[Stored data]

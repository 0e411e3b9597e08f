use crate::cartridge::{Cartridge, Mirroring, PRG_BANK_SIZE};

use super::Mapper;

/// Mapper 0. 16KB boards mirror $8000-$BFFF into $C000-$FFFF.
pub struct Nrom {
    prg_rom: Vec<u8>,
    chr: Vec<u8>,
    is_chr_ram: bool,
    mirroring: Mirroring,
}

impl Nrom {
    pub fn new(cart: Cartridge) -> Nrom {
        Nrom {
            prg_rom: cart.prg_rom,
            chr: cart.chr,
            is_chr_ram: cart.is_chr_ram,
            mirroring: cart.mirroring,
        }
    }
}

impl Mapper for Nrom {
    fn read_prg(&self, addr: u16) -> u8 {
        if self.prg_rom.is_empty() {
            return 0;
        }
        let offset = addr.wrapping_sub(0x8000) as usize;
        let offset = if self.prg_rom.len() <= PRG_BANK_SIZE {
            offset & 0x3fff
        } else {
            offset
        };
        self.prg_rom[offset % self.prg_rom.len()]
    }

    fn write_prg(&mut self, _addr: u16, _value: u8) {}

    fn read_chr(&self, addr: u16) -> u8 {
        self.chr[(addr & 0x1fff) as usize]
    }

    fn write_chr(&mut self, addr: u16, value: u8) {
        if self.is_chr_ram {
            self.chr[(addr & 0x1fff) as usize] = value
        }
    }

    fn mirroring(&self) -> Mirroring {
        self.mirroring
    }
}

▶ _Exercise goal_
Scan the records above and tell how many lines include the word "Nrom"; the number is all that should be written.

▶ _Problem solution_
5